__Work instruction__: Word for word, print all of the entries below.

(Stored data entries)
○ ○ ○ ○

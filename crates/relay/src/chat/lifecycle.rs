//! Chat lifecycle coordinator
//!
//! Owns the `waiting -> active -> resolved` state machine. Claim and resolve
//! are arbitrated by the storage layer's compare-and-set, never an
//! in-process lock, so arbitration stays correct with multiple relay
//! instances sharing one store. Within this process each transition and its
//! narrative run under the chat's lock from [`ChatLocks`], the same lock
//! message commits take, so a resolve cannot interleave with an in-flight
//! send. Every committed transition emits exactly one system message
//! through the relay's ordering path before the updated conversation
//! snapshot is broadcast.

use std::sync::Arc;
use time::OffsetDateTime;
use uuid::Uuid;

use livedesk_shared::{Chat, ChatStatus, Identity, SenderType};

use crate::error::{ApiError, ApiResult};
use crate::storage::{CasOutcome, ChatStore, NewChatRecord, StatusUpdate};
use crate::websocket::{RoomManager, ServerEvent};

use super::ordering::ChatLocks;
use super::relay::MessageRelay;

const MAX_NAME_LENGTH: usize = 200;
const MAX_EMAIL_LENGTH: usize = 320;

/// Input for opening a conversation from the customer widget.
#[derive(Debug, Clone)]
pub struct NewChat {
    pub customer_name: String,
    pub customer_email: String,
    pub initial_message: String,
}

/// Coordinates conversation state transitions and their side effects.
pub struct ChatLifecycle {
    store: Arc<dyn ChatStore>,
    rooms: Arc<RoomManager>,
    relay: Arc<MessageRelay>,
    locks: Arc<ChatLocks>,
}

impl ChatLifecycle {
    pub fn new(
        store: Arc<dyn ChatStore>,
        rooms: Arc<RoomManager>,
        relay: Arc<MessageRelay>,
        locks: Arc<ChatLocks>,
    ) -> Self {
        Self {
            store,
            rooms,
            relay,
            locks,
        }
    }

    /// Open a new conversation in `waiting` and relay the customer's first
    /// message. All input is validated before anything is written.
    pub async fn create(&self, new_chat: NewChat) -> ApiResult<Chat> {
        let customer_name = new_chat.customer_name.trim().to_string();
        let customer_email = new_chat.customer_email.trim().to_string();
        let initial_message = new_chat.initial_message.trim().to_string();

        if customer_name.is_empty() {
            return Err(ApiError::Validation("Customer name cannot be empty".into()));
        }
        if customer_name.len() > MAX_NAME_LENGTH {
            return Err(ApiError::Validation(format!(
                "Customer name too long (max {MAX_NAME_LENGTH} characters)"
            )));
        }
        if customer_email.is_empty() {
            return Err(ApiError::Validation("Customer email cannot be empty".into()));
        }
        if customer_email.len() > MAX_EMAIL_LENGTH || !customer_email.contains('@') {
            return Err(ApiError::Validation("Customer email is not valid".into()));
        }
        if initial_message.is_empty() {
            return Err(ApiError::Validation("Initial message cannot be empty".into()));
        }

        let chat = self
            .store
            .create_chat(NewChatRecord {
                customer_name: customer_name.clone(),
                customer_email: customer_email.clone(),
            })
            .await?;

        self.relay
            .send(
                chat.id,
                SenderType::Customer,
                customer_email,
                customer_name,
                initial_message,
            )
            .await?;

        tracing::info!(
            chat_id = %chat.id,
            "Chat created, waiting for an agent"
        );

        Ok(chat)
    }

    /// Claim a waiting chat for an agent.
    ///
    /// Under concurrent claims exactly one caller's CAS commits; the rest
    /// observe a status mismatch and get `InvalidState`.
    pub async fn claim(&self, chat_id: Uuid, agent: &Identity) -> ApiResult<Chat> {
        // Existence check before taking a slot, so unknown chat ids never
        // allocate a lock entry
        self.store
            .get_chat(chat_id)
            .await?
            .ok_or(ApiError::NotFound)?;

        let slot = self.locks.slot(chat_id).await;
        let mut ordering = slot.lock().await;

        let outcome = self
            .store
            .cas_update_status(
                chat_id,
                ChatStatus::Waiting,
                StatusUpdate {
                    new_status: ChatStatus::Active,
                    agent_id: Some(agent.id),
                    agent_name: Some(agent.name.clone()),
                    ended_at: None,
                },
            )
            .await?;

        let chat = match outcome {
            CasOutcome::Updated(chat) => chat,
            CasOutcome::StatusMismatch(status) => {
                tracing::info!(
                    chat_id = %chat_id,
                    agent_id = %agent.id,
                    status = %status,
                    "Claim rejected: chat is not waiting"
                );
                if status == ChatStatus::Resolved {
                    drop(ordering);
                    self.locks.evict(chat_id).await;
                }
                return Err(ApiError::InvalidState("Chat is not available".into()));
            }
            CasOutcome::NotFound => return Err(ApiError::NotFound),
        };

        self.relay
            .relay_system_locked(
                &mut ordering,
                chat_id,
                format!("Agent {} joined the chat", agent.name),
            )
            .await?;
        self.publish_snapshot(&chat).await;
        drop(ordering);

        tracing::info!(
            chat_id = %chat_id,
            agent_id = %agent.id,
            "Chat claimed"
        );

        Ok(chat)
    }

    /// Resolve a chat. A second resolve reports `InvalidState` rather than
    /// silently succeeding, so duplicate clicks are detectable.
    pub async fn resolve(&self, chat_id: Uuid, agent: &Identity) -> ApiResult<Chat> {
        // Fast path, mirrors the relay's: unknown and already-resolved
        // chats never allocate a lock entry
        let current = self
            .store
            .get_chat(chat_id)
            .await?
            .ok_or(ApiError::NotFound)?;
        if current.status == ChatStatus::Resolved {
            return Err(ApiError::InvalidState("Chat is already resolved".into()));
        }

        let slot = self.locks.slot(chat_id).await;
        let mut ordering = slot.lock().await;

        // Status is re-read under the chat lock, where no send can be in
        // flight and no send can start until the lock is released.
        let current = self
            .store
            .get_chat(chat_id)
            .await?
            .ok_or(ApiError::NotFound)?;
        if current.status == ChatStatus::Resolved {
            drop(ordering);
            self.locks.evict(chat_id).await;
            return Err(ApiError::InvalidState("Chat is already resolved".into()));
        }

        let outcome = self
            .store
            .cas_update_status(
                chat_id,
                current.status,
                StatusUpdate {
                    new_status: ChatStatus::Resolved,
                    agent_id: None,
                    agent_name: None,
                    ended_at: Some(OffsetDateTime::now_utc()),
                },
            )
            .await?;

        let chat = match outcome {
            CasOutcome::Updated(chat) => chat,
            // Lost a cross-instance race against a concurrent resolve
            CasOutcome::StatusMismatch(status) => {
                if status == ChatStatus::Resolved {
                    drop(ordering);
                    self.locks.evict(chat_id).await;
                }
                return Err(ApiError::InvalidState("Chat is already resolved".into()));
            }
            CasOutcome::NotFound => return Err(ApiError::NotFound),
        };

        // The narrative message bypasses the resolved-chat rejection: the
        // transition has already committed by the time it is relayed.
        self.relay
            .relay_system_locked(&mut ordering, chat_id, "Chat has been resolved".to_string())
            .await?;
        self.publish_snapshot(&chat).await;

        // The chat takes no further messages; stop tracking its lock.
        drop(ordering);
        self.locks.evict(chat_id).await;

        tracing::info!(
            chat_id = %chat_id,
            agent_id = %agent.id,
            "Chat resolved"
        );

        Ok(chat)
    }

    async fn publish_snapshot(&self, chat: &Chat) {
        self.rooms
            .broadcast(&chat.id, ServerEvent::ChatUpdated { chat: chat.clone() })
            .await;
    }
}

○ ○ ○ ○

__Response area__:
filename crates/relay/src/chat/lifecycle.rs
//! Chat lifecycle coordinator
//!
//! Owns the `waiting -> active -> resolved` state machine. Claim and resolve
//! are arbitrated by the storage layer's compare-and-set, never an
//! in-process lock, so arbitration stays correct with multiple relay
//! instances sharing one store. Within this process each transition and its
//! narrative run under the chat's lock from [`ChatLocks`], the same lock
//! message commits take, so a resolve cannot interleave with an in-flight
//! send. Every committed transition emits exactly one system message
//! through the relay's ordering path before the updated conversation
//! snapshot is broadcast.

use std::sync::Arc;
use time::OffsetDateTime;
use uuid::Uuid;

use livedesk_shared::{Chat, ChatStatus, Identity, SenderType};

use crate::error::{ApiError, ApiResult};
use crate::storage::{CasOutcome, ChatStore, NewChatRecord, StatusUpdate};
use crate::websocket::{RoomManager, ServerEvent};

use super::ordering::ChatLocks;
use super::relay::MessageRelay;

const MAX_NAME_LENGTH: usize = 200;
const MAX_EMAIL_LENGTH: usize = 320;

/// Input for opening a conversation from the customer widget.
#[derive(Debug, Clone)]
pub struct NewChat {
    pub customer_name: String,
    pub customer_email: String,
    pub initial_message: String,
}

/// Coordinates conversation state transitions and their side effects.
pub struct ChatLifecycle {
    store: Arc<dyn ChatStore>,
    rooms: Arc<RoomManager>,
    relay: Arc<MessageRelay>,
    locks: Arc<ChatLocks>,
}

impl ChatLifecycle {
    pub fn new(
        store: Arc<dyn ChatStore>,
        rooms: Arc<RoomManager>,
        relay: Arc<MessageRelay>,
        locks: Arc<ChatLocks>,
    ) -> Self {
        Self {
            store,
            rooms,
            relay,
            locks,
        }
    }

    /// Open a new conversation in `waiting` and relay the customer's first
    /// message. All input is validated before anything is written.
    pub async fn create(&self, new_chat: NewChat) -> ApiResult<Chat> {
        let customer_name = new_chat.customer_name.trim().to_string();
        let customer_email = new_chat.customer_email.trim().to_string();
        let initial_message = new_chat.initial_message.trim().to_string();

        if customer_name.is_empty() {
            return Err(ApiError::Validation("Customer name cannot be empty".into()));
        }
        if customer_name.len() > MAX_NAME_LENGTH {
            return Err(ApiError::Validation(format!(
                "Customer name too long (max {MAX_NAME_LENGTH} characters)"
            )));
        }
        if customer_email.is_empty() {
            return Err(ApiError::Validation("Customer email cannot be empty".into()));
        }
        if customer_email.len() > MAX_EMAIL_LENGTH || !customer_email.contains('@') {
            return Err(ApiError::Validation("Customer email is not valid".into()));
        }
        if initial_message.is_empty() {
            return Err(ApiError::Validation("Initial message cannot be empty".into()));
        }

        let chat = self
            .store
            .create_chat(NewChatRecord {
                customer_name: customer_name.clone(),
                customer_email: customer_email.clone(),
            })
            .await?;

        self.relay
            .send(
                chat.id,
                SenderType::Customer,
                customer_email,
                customer_name,
                initial_message,
            )
            .await?;

        tracing::info!(
            chat_id = %chat.id,
            "Chat created, waiting for an agent"
        );

        Ok(chat)
    }

    /// Claim a waiting chat for an agent.
    ///
    /// Under concurrent claims exactly one caller's CAS commits; the rest
    /// observe a status mismatch and get `InvalidState`.
    pub async fn claim(&self, chat_id: Uuid, agent: &Identity) -> ApiResult<Chat> {
        // Existence check before taking a slot, so unknown chat ids never
        // allocate a lock entry
        self.store
            .get_chat(chat_id)
            .await?
            .ok_or(ApiError::NotFound)?;

        let slot = self.locks.slot(chat_id).await;
        let mut ordering = slot.lock().await;

        let outcome = self
            .store
            .cas_update_status(
                chat_id,
                ChatStatus::Waiting,
                StatusUpdate {
                    new_status: ChatStatus::Active,
                    agent_id: Some(agent.id),
                    agent_name: Some(agent.name.clone()),
                    ended_at: None,
                },
            )
            .await?;

        let chat = match outcome {
            CasOutcome::Updated(chat) => chat,
            CasOutcome::StatusMismatch(status) => {
                tracing::info!(
                    chat_id = %chat_id,
                    agent_id = %agent.id,
                    status = %status,
                    "Claim rejected: chat is not waiting"
                );
                if status == ChatStatus::Resolved {
                    drop(ordering);
                    self.locks.evict(chat_id).await;
                }
                return Err(ApiError::InvalidState("Chat is not available".into()));
            }
            CasOutcome::NotFound => return Err(ApiError::NotFound),
        };

        self.relay
            .relay_system_locked(
                &mut ordering,
                chat_id,
                format!("Agent {} joined the chat", agent.name),
            )
            .await?;
        self.publish_snapshot(&chat).await;
        drop(ordering);

        tracing::info!(
            chat_id = %chat_id,
            agent_id = %agent.id,
            "Chat claimed"
        );

        Ok(chat)
    }

    /// Resolve a chat. A second resolve reports `InvalidState` rather than
    /// silently succeeding, so duplicate clicks are detectable.
    pub async fn resolve(&self, chat_id: Uuid, agent: &Identity) -> ApiResult<Chat> {
        // Fast path, mirrors the relay's: unknown and already-resolved
        // chats never allocate a lock entry
        let current = self
            .store
            .get_chat(chat_id)
            .await?
            .ok_or(ApiError::NotFound)?;
        if current.status == ChatStatus::Resolved {
            return Err(ApiError::InvalidState("Chat is already resolved".into()));
        }

        let slot = self.locks.slot(chat_id).await;
        let mut ordering = slot.lock().await;

        // Status is re-read under the chat lock, where no send can be in
        // flight and no send can start until the lock is released.
        let current = self
            .store
            .get_chat(chat_id)
            .await?
            .ok_or(ApiError::NotFound)?;
        if current.status == ChatStatus::Resolved {
            drop(ordering);
            self.locks.evict(chat_id).await;
            return Err(ApiError::InvalidState("Chat is already resolved".into()));
        }

        let outcome = self
            .store
            .cas_update_status(
                chat_id,
                current.status,
                StatusUpdate {
                    new_status: ChatStatus::Resolved,
                    agent_id: None,
                    agent_name: None,
                    ended_at: Some(OffsetDateTime::now_utc()),
                },
            )
            .await?;

        let chat = match outcome {
            CasOutcome::Updated(chat) => chat,
            // Lost a cross-instance race against a concurrent resolve
            CasOutcome::StatusMismatch(status) => {
                if status == ChatStatus::Resolved {
                    drop(ordering);
                    self.locks.evict(chat_id).await;
                }
                return Err(ApiError::InvalidState("Chat is already resolved".into()));
            }
            CasOutcome::NotFound => return Err(ApiError::NotFound),
        };

        // The narrative message bypasses the resolved-chat rejection: the
        // transition has already committed by the time it is relayed.
        self.relay
            .relay_system_locked(&mut ordering, chat_id, "Chat has been resolved".to_string())
            .await?;
        self.publish_snapshot(&chat).await;

        // The chat takes no further messages; stop tracking its lock.
        drop(ordering);
        self.locks.evict(chat_id).await;

        tracing::info!(
            chat_id = %chat_id,
            agent_id = %agent.id,
            "Chat resolved"
        );

        Ok(chat)
    }

    async fn publish_snapshot(&self, chat: &Chat) {
        self.rooms
            .broadcast(&chat.id, ServerEvent::ChatUpdated { chat: chat.clone() })
            .await;
    }
}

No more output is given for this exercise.